ESG workflow model development
The use of AI technologies to recommend ESG decisioning can test a customer-transaction-portfolio-supply chain at model-scale, so it allows to test lots of data enabled scenarios repeatedly. You can refine the models over lots of workflows to incrementally improve ESG traceability and visibility. In recent years, regulators have imposed ever-more stringent regulations to be ESG compliant. All of this means that it is crucial for businesses to be efficient as possible and they get data as quickly as possible, as that enables them to get the correct decision recommendations.
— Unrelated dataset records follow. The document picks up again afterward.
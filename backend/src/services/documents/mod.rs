//! # Documentos Simples Service Module
//!
//! Registry of incoming requests (tab `Documentos_CA` of the commerce
//! workbook). A registered document is the starting point of a street-vending
//! permit evaluation.
//!
//! ## Sub-modules:
//! - `register`: validates and appends a new document with state `PENDIENTE`.
//! - `list`: full registry and the documents still open for evaluation.
//! - `status`: changes the state of a document by its DS number.

pub(crate) mod list;
mod register;
mod status;

use actix_web::web::{get, post, put, scope};
use actix_web::Scope;

const API_PATH: &str = "/api/documents";

/// # Registered Routes:
///
/// *   **`POST /`**: `register::process`. Answers `201` with the row number.
/// *   **`GET /`**: `list::all`, snapshot of the whole tab.
/// *   **`GET /pending`**: `list::pending`, admissible renewals and new
///     requests that are `PENDIENTE` or `EN EVALUACION`.
/// *   **`PUT /{ds_number}/status`**: `status::process`.
pub fn configure_routes() -> Scope {
    scope(API_PATH)
        .route("", post().to(register::process))
        .route("", get().to(list::all))
        .route("/pending", get().to(list::pending))
        .route("/{ds_number}/status", put().to(status::process))
}

#[cfg(test)]
mod tests {
    use super::*;
    use crate::state::tests::test_state;
    use crate::store::tabs::DOCUMENTS;
    use actix_web::{test, web, App};
    use common::model::table::TableSnapshot;
    use serde_json::{json, Value};
    use tempfile::TempDir;

    const SANDWICHES: &str = "Rubro 3.d - Sándwiches (CÓDIGO G 007)";
    const FRUITS: &str = "Rubro 2.a - Venta de frutas o verduras (CÓDIGO G 002)";

    fn request(ds: &str, subject: &str) -> Value {
        json!({
            "intake_date": "2025-09-16",
            "ds_number": ds,
            "subject": subject,
            "applicant_name": "ana perez lopez",
            "document_id": "12345678",
            "fiscal_address": "av. lima 123",
            "main_trade": SANDWICHES,
            "second_trade": FRUITS,
            "reason": "licencia de funcionamiento",
            "location": "parque central",
            "mobile": "987654321"
        })
    }

    #[actix_web::test]
    async fn registers_documents_in_declared_column_order() {
        let dir = TempDir::new().unwrap();
        let (_, state) = test_state(dir.path());
        let data = web::Data::new(state);
        let app = test::init_service(App::new().app_data(data.clone()).service(configure_routes())).await;

        let req = test::TestRequest::post()
            .uri("/api/documents")
            .set_json(request("1001", "renovacion"))
            .to_request();
        let resp = test::call_service(&app, req).await;
        assert_eq!(resp.status(), 201);

        let table = data.commerce.read(DOCUMENTS).unwrap();
        assert_eq!(table.len(), 1);
        let row = &table.rows()[0];
        assert_eq!(row.len(), DOCUMENTS.columns.len());
        assert_eq!(table.cell(row, "ESTADO"), "PENDIENTE");
        assert_eq!(table.cell(row, "N°"), "1");
        assert_eq!(table.cell(row, "FECHA DE INGRESO"), "16/09/2025");
        assert_eq!(table.cell(row, "ASUNTO"), "RENOVACION");
        assert_eq!(table.cell(row, "NOMBRE Y APELLIDO"), "ANA PEREZ LOPEZ");
        assert_eq!(
            table.cell(row, "GIRO O MOTIVO DE LA SOLICITUD"),
            "RUBRO 3.D - SÁNDWICHES (CÓDIGO G 007) Y RUBRO 2.A - VENTA DE FRUTAS O VERDURAS (CÓDIGO G 002)"
        );
        assert_eq!(table.cell(row, "PROCEDENTE / IMPROCEDENTE"), "PROCEDENTE");
        assert_eq!(table.cell(row, "N° DE CARTA"), "");
        assert_eq!(table.cell(row, "FECHA DE LA CARTA"), "");
    }

    #[actix_web::test]
    async fn other_subjects_store_the_free_text_reason() {
        let dir = TempDir::new().unwrap();
        let (_, state) = test_state(dir.path());
        let data = web::Data::new(state);
        let app = test::init_service(App::new().app_data(data.clone()).service(configure_routes())).await;

        let req = test::TestRequest::post()
            .uri("/api/documents")
            .set_json(request("1002", "Cambio de ubicación"))
            .to_request();
        assert_eq!(test::call_service(&app, req).await.status(), 201);

        let table = data.commerce.read(DOCUMENTS).unwrap();
        let row = &table.rows()[0];
        assert_eq!(table.cell(row, "ASUNTO"), "CAMBIO DE UBICACIÓN");
        assert_eq!(table.cell(row, "GIRO O MOTIVO DE LA SOLICITUD"), "LICENCIA DE FUNCIONAMIENTO");
    }

    #[actix_web::test]
    async fn rejects_incomplete_or_invalid_documents_without_writing() {
        let dir = TempDir::new().unwrap();
        let (_, state) = test_state(dir.path());
        let data = web::Data::new(state);
        let app = test::init_service(App::new().app_data(data.clone()).service(configure_routes())).await;

        let req = test::TestRequest::post()
            .uri("/api/documents")
            .set_json(json!({"ds_number": "1", "subject": "RENOVACION"}))
            .to_request();
        let resp = test::call_service(&app, req).await;
        assert_eq!(resp.status(), 400);
        let body: Value = test::read_body_json(resp).await;
        assert_eq!(
            body["message"],
            "Faltan campos: fecha_ingreso, nombre, dni, domicilio, giro_motivo, ubicacion"
        );

        let mut invalid = request("1003", "RENOVACION");
        invalid["document_id"] = json!("1234");
        let req = test::TestRequest::post().uri("/api/documents").set_json(invalid).to_request();
        assert_eq!(test::call_service(&app, req).await.status(), 400);

        let mut repeated = request("1004", "RENOVACION");
        repeated["second_trade"] = json!(SANDWICHES);
        let req = test::TestRequest::post().uri("/api/documents").set_json(repeated).to_request();
        assert_eq!(test::call_service(&app, req).await.status(), 400);

        let mut unknown = request("1005", "RENOVACION");
        unknown["main_trade"] = json!("Rubro 9.z - Inventado");
        let req = test::TestRequest::post().uri("/api/documents").set_json(unknown).to_request();
        assert_eq!(test::call_service(&app, req).await.status(), 400);

        assert!(data.commerce.read(DOCUMENTS).unwrap().is_empty());
    }

    #[actix_web::test]
    async fn pending_lists_only_open_admissible_requests() {
        let dir = TempDir::new().unwrap();
        let (_, state) = test_state(dir.path());
        let data = web::Data::new(state);
        let app = test::init_service(App::new().app_data(data.clone()).service(configure_routes())).await;

        let mut inadmissible = request("2", "RENOVACION");
        inadmissible["admissibility"] = json!("IMPROCEDENTE");
        for body in [
            request("1", "SOLICITUD DE COMERCIO AMBULATORIO"),
            inadmissible,
            request("3", "OTRO TRAMITE"),
            request("4", "RENOVACION"),
            request("5", "RENOVACION"),
        ] {
            let req = test::TestRequest::post().uri("/api/documents").set_json(body).to_request();
            assert_eq!(test::call_service(&app, req).await.status(), 201);
        }

        let req = test::TestRequest::put()
            .uri("/api/documents/4/status")
            .set_json(json!({"status": "en evaluacion"}))
            .to_request();
        assert_eq!(test::call_service(&app, req).await.status(), 200);
        let req = test::TestRequest::put()
            .uri("/api/documents/5/status")
            .set_json(json!({"status": "AUTORIZADO"}))
            .to_request();
        assert_eq!(test::call_service(&app, req).await.status(), 200);

        let req = test::TestRequest::get().uri("/api/documents/pending").to_request();
        let pending: TableSnapshot = test::call_and_read_body_json(&app, req).await;
        let ds_column = pending.columns.iter().position(|c| c == "N° DE DOCUMENTO SIMPLE").unwrap();
        let numbers: Vec<&str> = pending.rows.iter().map(|row| row[ds_column].as_str()).collect();
        assert_eq!(numbers, ["1", "4"]);

        let req = test::TestRequest::get().uri("/api/documents").to_request();
        let all: TableSnapshot = test::call_and_read_body_json(&app, req).await;
        assert_eq!(all.rows.len(), 5);
        assert_eq!(all.tab, "Documentos_CA");
    }

    #[actix_web::test]
    async fn status_update_of_unknown_document_touches_nothing() {
        let dir = TempDir::new().unwrap();
        let (_, state) = test_state(dir.path());
        let app = test::init_service(App::new().app_data(web::Data::new(state)).service(configure_routes())).await;

        let req = test::TestRequest::put()
            .uri("/api/documents/999/status")
            .set_json(json!({"status": "AUTORIZADO"}))
            .to_request();
        let body: Value = test::call_and_read_body_json(&app, req).await;
        assert_eq!(body["updated"], 0);

        let req = test::TestRequest::put()
            .uri("/api/documents/999/status")
            .set_json(json!({"status": " "}))
            .to_request();
        assert_eq!(test::call_service(&app, req).await.status(), 400);
    }
}
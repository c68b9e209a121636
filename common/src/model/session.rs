use crate::model::advert::{AdvertCertificate, AdvertEvaluation};
use crate::model::lookup::UserMessage;
use crate::model::permit::{PermitCertificate, PermitEvaluation, PermitResolution};
use serde::{Deserialize, Serialize};

/// Everything one user session has produced so far.
#[derive(Debug, Clone, Default, PartialEq, Serialize, Deserialize)]
pub struct SessionContext {
    pub permit_evaluation: Option<PermitEvaluation>,
    pub permit_resolution: Option<PermitResolution>,
    pub permit_certificate: Option<PermitCertificate>,
    pub advert_evaluation: Option<AdvertEvaluation>,
    pub advert_certificate: Option<AdvertCertificate>,
    pub lookup_message: Option<UserMessage>,
}
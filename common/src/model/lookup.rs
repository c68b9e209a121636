use crate::model::identity::IdKind;
use serde::{Deserialize, Serialize};

/// A registry answer for one identifier.
///
/// `display_name` is the assembled person name for a DNI or the business name
/// for a RUC. `result` keeps the raw upstream object so callers can reach
/// fields this struct does not name.
#[derive(Debug, Clone, PartialEq, Serialize, Deserialize)]
pub struct LookupRecord {
    pub kind: IdKind,
    pub id: String,
    pub display_name: String,
    pub address: String,
    pub status: String,
    pub condition: String,
    pub result: serde_json::Map<String, serde_json::Value>,
}

#[derive(Debug, Clone, Copy, PartialEq, Eq, Serialize, Deserialize)]
#[serde(rename_all = "lowercase")]
pub enum MessageLevel {
    Success,
    Info,
    Warning,
}

/// Short feedback line shown next to a form field.
#[derive(Debug, Clone, PartialEq, Serialize, Deserialize)]
pub struct UserMessage {
    pub level: MessageLevel,
    pub text: String,
}

impl UserMessage {
    pub fn success(text: impl Into<String>) -> Self {
        Self { level: MessageLevel::Success, text: text.into() }
    }

    pub fn info(text: impl Into<String>) -> Self {
        Self { level: MessageLevel::Info, text: text.into() }
    }

    pub fn warning(text: impl Into<String>) -> Self {
        Self { level: MessageLevel::Warning, text: text.into() }
    }
}

/// Result of typing an identifier into a form: an optional name to fill in and
/// an optional message for the user.
#[derive(Debug, Clone, Default, PartialEq, Serialize, Deserialize)]
pub struct Autocomplete {
    pub kind: Option<IdKind>,
    pub suggestion: Option<String>,
    pub message: Option<UserMessage>,
}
The community of sustainability experts, data scientists, modelers, and software developers are building the Data Commons, a federated library of libraries of ESG factor data, plus analytics tools to derive the actionable decision metrics crucial for asset allocation, portfolio construction, incident analysis, risk analysis, supplier engagement, strategic planning and transition investment by corporates, and financial sector supervision. So effectively we are going from the place of ‘here is an alert for you to think about, what are you going to do about it to here is a solution or set of recommendations or staged scenario when this alert happens, we will evaluate it if you approve or reject it. We will work with staged set of edits and can apply blended intelligence meaning have a human evaluate it, thresholding and learning from it and let LLM assist / decide on recommended actions. Ultimately ESG AI can be designed to help investment managers, sustainability managers, procurement officers, facility managers, and other stake holders fine-tune decisions to drive reductions.